Les révolutionnaires triomphent de la religion
L'acte I se déroule dans une église où se font face un groupe de Dévotes et une troupe de Sans-culottes. Les révolutionnaires veulent punir les prêtres de Paris pour leurs abus et leurs crimes. De leur côté, les Dévotes et des prêtres attendent avec impatience qu'une armée catholique envahisse Paris pour mettre fin à la Révolution.
L'abbé Blondinet, qui se cache sous un habit bourgeois, tente d'abuser de Rose, une très jeune fille qui réussit à s'échapper. Les Sans-culottes veulent chasser les prêtres. Un Magistrat arrive pour confisquer le mobilier de l'église, mais Blondinet assure aux Dévotes qu'il a pu mettre à l’abri une partie de celui-ci.

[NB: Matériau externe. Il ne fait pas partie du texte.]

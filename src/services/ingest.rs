use std::sync::atomic::AtomicBool;
use thiserror::Error;

use crate::db::store::{Record, Store, StoreError, insert_records};
use crate::retry::{RetryPolicy, with_retry};

#[derive(Debug, Error)]
#[error("insert into {table} failed after {attempts} attempt(s): {source}")]
pub struct InsertFailed {
    pub table: &'static str,
    pub attempts: u32,
    #[source]
    pub source: StoreError,
}

impl InsertFailed {
    pub fn is_cancelled(&self) -> bool {
        self.source.is_cancelled()
    }
}

/// Insert `rows` as one batch, retrying transient failures under `policy`
/// until `cancel` is set.
pub fn insert_with_retry<S: Store + ?Sized, R: Record>(
    store: &mut S,
    rows: &[R],
    policy: &RetryPolicy,
    cancel: &AtomicBool,
) -> Result<usize, InsertFailed> {
    if rows.is_empty() {
        return Ok(0);
    }
    let label = format!("Insert {} row(s) into {}", rows.len(), R::TABLE);
    with_retry(policy, &label, cancel, StoreError::is_transient, || insert_records(store, rows)).map_err(|e| InsertFailed {
        table: R::TABLE,
        attempts: e.attempts(),
        source: e.into_source(),
    })
}
//! In-process store used by the test suite, with switches for injecting the
//! failures the generator has to survive.

use serde_json::Value;
use std::collections::{BTreeMap, BTreeSet};
use std::sync::{Arc, Mutex, MutexGuard};

use crate::db::store::{Connector, Document, Filter, Store, StoreError, TableSpec};

#[derive(Debug, Default)]
pub struct MemoryTable {
    pub primary_key: String,
    pub rows: BTreeMap<String, Value>,
    pub indexes: BTreeSet<String>,
}

#[derive(Debug, Default)]
pub struct Faults {
    /// Upcoming `connect` calls that fail transiently.
    pub connect_failures: u32,
    /// Upcoming `create_table` calls that fail transiently.
    pub table_create_failures: u32,
    /// Upcoming `insert_batch` calls that fail transiently.
    pub insert_failures: u32,
    /// Tables whose inserts keep failing transiently until removed.
    pub unwritable_tables: BTreeSet<String>,
    /// Tables another writer "wins": created, but reported as a conflict.
    pub racing_tables: BTreeSet<String>,
}

#[derive(Debug, Default)]
pub struct MemoryState {
    pub databases: BTreeSet<String>,
    pub current: Option<String>,
    pub tables: BTreeMap<String, MemoryTable>,
    pub faults: Faults,
    pub open_connections: usize,
    pub table_creates: usize,
    pub index_creates: usize,
    pub insert_calls: usize,
}

impl MemoryState {
    pub fn rows(&self, table: &str) -> Vec<Value> {
        self.tables
            .get(table)
            .map(|t| t.rows.values().cloned().collect())
            .unwrap_or_default()
    }

    pub fn row_count(&self, table: &str) -> usize {
        self.tables.get(table).map(|t| t.rows.len()).unwrap_or(0)
    }

    fn table(&self, name: &str) -> Result<&MemoryTable, StoreError> {
        self.selected()?;
        self.tables
            .get(name)
            .ok_or_else(|| StoreError::Rejected(format!("table {} does not exist", name)))
    }

    fn table_mut(&mut self, name: &str) -> Result<&mut MemoryTable, StoreError> {
        self.selected()?;
        self.tables
            .get_mut(name)
            .ok_or_else(|| StoreError::Rejected(format!("table {} does not exist", name)))
    }

    fn selected(&self) -> Result<(), StoreError> {
        match self.current {
            Some(_) => Ok(()),
            None => Err(StoreError::Rejected("no database selected".into())),
        }
    }
}

#[derive(Debug, Clone, Default)]
pub struct MemoryConnector {
    state: Arc<Mutex<MemoryState>>,
}

impl MemoryConnector {
    pub fn new() -> Self {
        Self::default()
    }

    pub fn state(&self) -> MutexGuard<'_, MemoryState> {
        self.state.lock().unwrap()
    }

    pub fn open(&self) -> MemoryStore {
        self.state().open_connections += 1;
        MemoryStore {
            state: Arc::clone(&self.state),
        }
    }
}

impl Connector for MemoryConnector {
    type Store = MemoryStore;

    fn connect(&self) -> Result<MemoryStore, StoreError> {
        {
            let mut state = self.state();
            if state.faults.connect_failures > 0 {
                state.faults.connect_failures -= 1;
                return Err(StoreError::Transient("connection refused".into()));
            }
        }
        Ok(self.open())
    }
}

pub struct MemoryStore {
    state: Arc<Mutex<MemoryState>>,
}

impl MemoryStore {
    fn state(&self) -> MutexGuard<'_, MemoryState> {
        self.state.lock().unwrap()
    }
}

impl Drop for MemoryStore {
    fn drop(&mut self) {
        if let Ok(mut state) = self.state.lock() {
            state.open_connections -= 1;
        }
    }
}

impl Store for MemoryStore {
    fn database_exists(&mut self, name: &str) -> Result<bool, StoreError> {
        Ok(self.state().databases.contains(name))
    }

    fn create_database(&mut self, name: &str) -> Result<(), StoreError> {
        if self.state().databases.insert(name.to_string()) {
            Ok(())
        } else {
            Err(StoreError::SchemaConflict(format!("database {} already exists", name)))
        }
    }

    fn use_database(&mut self, name: &str) -> Result<(), StoreError> {
        let mut state = self.state();
        if !state.databases.contains(name) {
            return Err(StoreError::Rejected(format!("database {} does not exist", name)));
        }
        state.current = Some(name.to_string());
        Ok(())
    }

    fn table_exists(&mut self, name: &str) -> Result<bool, StoreError> {
        let state = self.state();
        state.selected()?;
        Ok(state.tables.contains_key(name))
    }

    fn create_table(&mut self, spec: &TableSpec) -> Result<(), StoreError> {
        let mut state = self.state();
        state.selected()?;
        if state.faults.table_create_failures > 0 {
            state.faults.table_create_failures -= 1;
            return Err(StoreError::Transient(format!("timeout creating {}", spec.name)));
        }
        if state.tables.contains_key(spec.name) {
            return Err(StoreError::SchemaConflict(format!("table {} already exists", spec.name)));
        }
        state.tables.insert(
            spec.name.to_string(),
            MemoryTable {
                primary_key: spec.primary_key.to_string(),
                ..MemoryTable::default()
            },
        );
        if state.faults.racing_tables.remove(spec.name) {
            return Err(StoreError::SchemaConflict(format!("table {} already exists", spec.name)));
        }
        state.table_creates += 1;
        Ok(())
    }

    fn index_exists(&mut self, table: &str, field: &str) -> Result<bool, StoreError> {
        Ok(self.state().table(table)?.indexes.contains(field))
    }

    fn create_index(&mut self, table: &str, field: &str) -> Result<(), StoreError> {
        let mut state = self.state();
        if !state.table_mut(table)?.indexes.insert(field.to_string()) {
            return Err(StoreError::SchemaConflict(format!("index {}.{} already exists", table, field)));
        }
        state.index_creates += 1;
        Ok(())
    }

    fn count(&mut self, table: &str) -> Result<u64, StoreError> {
        Ok(self.state().table(table)?.rows.len() as u64)
    }

    fn insert_batch(&mut self, table: &str, docs: &[Document]) -> Result<usize, StoreError> {
        let mut state = self.state();
        state.insert_calls += 1;
        if state.faults.insert_failures > 0 {
            state.faults.insert_failures -= 1;
            return Err(StoreError::Transient(format!("timeout writing {}", table)));
        }
        if state.faults.unwritable_tables.contains(table) {
            return Err(StoreError::Transient(format!("{} is read-only", table)));
        }
        let target = state.table_mut(table)?;
        let mut inserted = 0;
        for doc in docs {
            if doc.body.get(&target.primary_key).and_then(Value::as_str) != Some(doc.key.as_str()) {
                return Err(StoreError::Rejected(format!("key {} does not match document", doc.key)));
            }
            if !target.rows.contains_key(&doc.key) {
                target.rows.insert(doc.key.clone(), doc.body.clone());
                inserted += 1;
            }
        }
        Ok(inserted)
    }

    fn scan(&mut self, table: &str, filter: Option<&Filter>) -> Result<Vec<Value>, StoreError> {
        let state = self.state();
        let rows = &state.table(table)?.rows;
        Ok(rows
            .values()
            .filter(|doc| filter.is_none_or(|f| f.matches(doc)))
            .cloned()
            .collect())
    }

    fn clear(&mut self, table: &str) -> Result<(), StoreError> {
        self.state().table_mut(table)?.rows.clear();
        Ok(())
    }
}
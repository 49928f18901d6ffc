//! Historical backfill: one reading per sensor per day over the trailing
//! 24 months, written in bounded batches.

use chrono::{DateTime, Duration, Months, NaiveTime, SecondsFormat, Utc};
use log::{debug, info};
use rand::Rng;
use std::iter;
use std::num::NonZeroUsize;
use std::sync::atomic::{AtomicBool, Ordering};
use thiserror::Error;

use crate::db::models::{Reading, Sensor};
use crate::db::store::{Store, StoreError};
use crate::retry::RetryPolicy;
use crate::services::ingest::{InsertFailed, insert_with_retry};
use crate::services::readings::create_reading;

pub const HISTORY_MONTHS: u32 = 24;
pub const DEFAULT_BATCH_SIZE: usize = 1000;
const PROGRESS_EVERY_BATCHES: u64 = 100;

#[derive(Debug, Error)]
pub enum BackfillError {
    #[error("backfill insert failed after {attempts} attempt(s): {source}")]
    Insert {
        attempts: u32,
        #[source]
        source: StoreError,
    },
    #[error("backfill cancelled")]
    Cancelled,
}

impl From<InsertFailed> for BackfillError {
    fn from(e: InsertFailed) -> Self {
        if e.is_cancelled() {
            return BackfillError::Cancelled;
        }
        BackfillError::Insert {
            attempts: e.attempts,
            source: e.source,
        }
    }
}

/// Daily timestamps from `start` while `<= end`.
#[derive(Debug, Clone, Copy, PartialEq, Eq)]
pub struct BackfillWindow {
    pub start: DateTime<Utc>,
    pub end: DateTime<Utc>,
}

impl BackfillWindow {
    /// Window starting at midnight UTC of the same calendar day
    /// `HISTORY_MONTHS` ago (clamped to month end, so Feb 29 maps to Feb 28).
    pub fn ending_at(now: DateTime<Utc>) -> Self {
        let start_day = now
            .date_naive()
            .checked_sub_months(Months::new(HISTORY_MONTHS))
            .expect("history start is within the supported date range");
        BackfillWindow {
            start: start_day.and_time(NaiveTime::MIN).and_utc(),
            end: now,
        }
    }

    pub fn timestamps(&self) -> impl Iterator<Item = DateTime<Utc>> + use<> {
        let end = self.end;
        iter::successors(Some(self.start), |ts| Some(*ts + Duration::days(1))).take_while(move |ts| *ts <= end)
    }

    pub fn day_count(&self) -> u64 {
        if self.end < self.start {
            0
        } else {
            (self.end - self.start).num_days() as u64 + 1
        }
    }
}

#[derive(Debug, Default, Clone, Copy, PartialEq, Eq)]
pub struct BackfillSummary {
    pub sensors: usize,
    pub readings: u64,
    pub batches: u64,
}

struct BatchWriter<'a, S: ?Sized> {
    store: &'a mut S,
    policy: &'a RetryPolicy,
    cancel: &'a AtomicBool,
    expected: u64,
    summary: BackfillSummary,
}

impl<S: Store + ?Sized> BatchWriter<'_, S> {
    fn flush(&mut self, batch: &mut Vec<Reading>) -> Result<(), BackfillError> {
        if batch.is_empty() {
            return Ok(());
        }
        if self.cancel.load(Ordering::SeqCst) {
            info!(
                "Backfill: shutdown requested, stopping after {} of {} readings",
                self.summary.readings, self.expected
            );
            return Err(BackfillError::Cancelled);
        }
        insert_with_retry(&mut *self.store, batch.as_slice(), self.policy, self.cancel)?;
        self.summary.readings += batch.len() as u64;
        self.summary.batches += 1;
        debug!(
            "Backfill: batch {} written ({} readings so far)",
            self.summary.batches, self.summary.readings
        );
        if self.summary.batches % PROGRESS_EVERY_BATCHES == 0 {
            info!("Backfill: inserted {} of {} readings", self.summary.readings, self.expected);
        }
        batch.clear();
        Ok(())
    }
}

/// Generate and insert the history for every sensor in `sensors`. Each batch
/// goes through `policy`; `cancel` is checked before every batch and between
/// insert retries.
pub fn run<S: Store + ?Sized, R: Rng + ?Sized>(
    store: &mut S,
    sensors: &[Sensor],
    window: &BackfillWindow,
    batch_size: NonZeroUsize,
    policy: &RetryPolicy,
    rng: &mut R,
    cancel: &AtomicBool,
) -> Result<BackfillSummary, BackfillError> {
    let expected = window.day_count() * sensors.len() as u64;
    info!(
        "Backfill: {} sensor(s) x {} day(s) from {} to {} ({} readings, batch size {})",
        sensors.len(),
        window.day_count(),
        window.start.to_rfc3339_opts(SecondsFormat::Secs, true),
        window.end.to_rfc3339_opts(SecondsFormat::Secs, true),
        expected,
        batch_size
    );

    let mut writer = BatchWriter {
        store,
        policy,
        cancel,
        expected,
        summary: BackfillSummary::default(),
    };
    let mut batch = Vec::with_capacity(batch_size.get());
    for sensor in sensors {
        for ts in window.timestamps() {
            batch.push(create_reading(sensor, ts, Utc::now(), rng));
            if batch.len() >= batch_size.get() {
                writer.flush(&mut batch)?;
            }
        }
        // a batch never spans two sensors
        writer.flush(&mut batch)?;
        writer.summary.sensors += 1;
    }

    info!(
        "Backfill: complete, {} readings in {} batch(es)",
        writer.summary.readings, writer.summary.batches
    );
    Ok(writer.summary)
}
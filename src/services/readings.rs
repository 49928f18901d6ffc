//! Per-type signal model for synthetic sensor readings.
//!
//! The constants and the functional form are what the existing history in
//! deployed databases was generated with; changing them makes new readings
//! visibly discontinuous on the dashboards.

use chrono::{DateTime, Datelike, Timelike, Utc};
use rand::Rng;
use std::f64::consts::PI;
use uuid::Uuid;

use crate::db::models::{READING_PREFIX, Reading, ReadingValue, Sensor, SensorType};
use crate::utils::round_to;

const FIRE_ALARM_PROBABILITY: f64 = 0.005;
const WATER_LEAK_PROBABILITY: f64 = 0.003;

/// Deterministic part of the model for numeric sensors, plus the width of the
/// uniform jitter added on top of it. `None` for boolean sensors.
pub fn baseline_for(sensor_type: SensorType, timestamp: DateTime<Utc>) -> Option<(f64, f64)> {
    let hour = timestamp.hour() as f64;
    // zero-based month (January = 0)
    let month = timestamp.month0() as f64;
    match sensor_type {
        SensorType::Temperature => Some((
            20.0 + 5.0 * (hour * PI / 12.0).sin() + 10.0 * ((month - 3.0) * PI / 6.0).sin(),
            2.0,
        )),
        SensorType::Humidity => Some((
            50.0 + 10.0 * ((hour - 6.0) * PI / 12.0).sin() + 10.0 * ((month - 6.0) * PI / 6.0).sin(),
            3.0,
        )),
        SensorType::Co2 => Some((400.0 + 100.0 * (hour * PI / 12.0).sin(), 50.0)),
        SensorType::Pressure => Some((100.0 + 2.0 * (hour * PI / 12.0).sin(), 3.0)),
        SensorType::FireAlarm | SensorType::WaterLeak => None,
    }
}

/// Value for `sensor_type` at `timestamp`. Numeric values are rounded to two
/// decimal places; flags are returned as drawn.
pub fn value_for<R: Rng + ?Sized>(sensor_type: SensorType, timestamp: DateTime<Utc>, rng: &mut R) -> ReadingValue {
    match sensor_type {
        SensorType::FireAlarm => ReadingValue::Flag(rng.random_bool(FIRE_ALARM_PROBABILITY)),
        SensorType::WaterLeak => ReadingValue::Flag(rng.random_bool(WATER_LEAK_PROBABILITY)),
        numeric => {
            let (base, jitter) = baseline_for(numeric, timestamp).unwrap_or((0.0, 0.0));
            let noise = jitter * rng.random::<f64>();
            ReadingValue::Numeric(round_to(base + noise, 2))
        }
    }
}

pub fn create_reading<R: Rng + ?Sized>(
    sensor: &Sensor,
    timestamp: DateTime<Utc>,
    created_at: DateTime<Utc>,
    rng: &mut R,
) -> Reading {
    Reading {
        reading_id: format!("{}{}", READING_PREFIX, Uuid::new_v4()),
        sensor_id: sensor.sensor_id.clone(),
        building_id: sensor.building_id.clone(),
        value: value_for(sensor.sensor_type, timestamp, rng),
        unit: sensor.unit.clone(),
        timestamp,
        created_at,
    }
}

L'acte II se passe sur le devant de l'église sur une place publique. Blondinet a installé une "Chapelle Provisoire" dans la boutique d'un Savetier, à côté de celle d'une Fruitière. Un Chansonnier et sa femme arrivent sur la place, les citoyens s'approchent pour écouter leurs chansons. Un marionnettiste, Brioché, les rejoint avec sa femme et présente sa pièce d'un "genre nouveau", La Calotte au tombeau. Ensemble, le marionnettiste et le Chansonnier dénoncent avec marionnettes et chansons les abus du Clergé. Les Sans-culottes sortent de l'église avec un brancard, jouant une scène d'enterrement symbolique pour les objets du culte. Un enfant de chœur, Cascaret, dénonce le vol de Blondinet. Les Sans-culottes l'emmènent ainsi que les Dévotes pour être jugés par le Comité de Salut Public.
L'acte III se passe dans une caverne où sont affichés trois tableaux transparents, La Saint Barthélémy, Le Massacre des Cévennes et Les Vêpres Siciliennes. Debout sur un tas d'ossements, la Superstition, le Célibat et le Fanatisme font leur apparition enchainés à des poteaux. L'action prend une forme allégorique avec ces trois figures monstrueuses et plusieurs autres symboles des crimes dus à l'intolérance religieuse, avec plusieurs allusions à l'opéra de Christoph Willibald, Orphée et Eurydice.
Appelée par le Génie de la France arrivant sur un nuage, l'Ombre du révolutionnaire Marat (assassiné en juillet 1793) sort de terre, entourée d'un linceul sanglant. Les trois monstres disparaissent dans un volcan, laissent place à un somptueux Temple de la Vérité, lumineux, avec un autel où sont placés la Liberté, la Vérité et l'Égalité, la Troupe de Sans-culottes qui danse et un Magistrat du peuple.
Le Peuple, les Orphelins de la Patrie, les Députés de la Convention nationale et les Artisans font une marche triomphale. Le Président de la Convention lit un discours d'éloge aux révolutionnaires. Un Évêque reconnait ses erreurs et, après avoir fait l'éloge de la Raison, brûle ses vêtements sacerdotaux. Les Orphelins et les Orphelines des victimes du fanatisme et des défenseurs de la patrie chantent à leur tour et font plusieurs exercices gymniques. Les Citoyens de la première réquisition présentent des exercices militaires qui mettent en comparaison des scènes de l'Antiquité et de la Révolution. La pièce s'achève avec un hymne à la Vérité, une évocation de la victoire sur les Autrichiens et les émigrés, puis un ballet général.
Première représentation
Opéra, salle de la rue de Richelieu
Éditions et traductions
Le Tombeau des imposteurs et l'Inauguration du Temple de la Vérité. Paris: Imprimerie des 86 Départemens, an II (1793).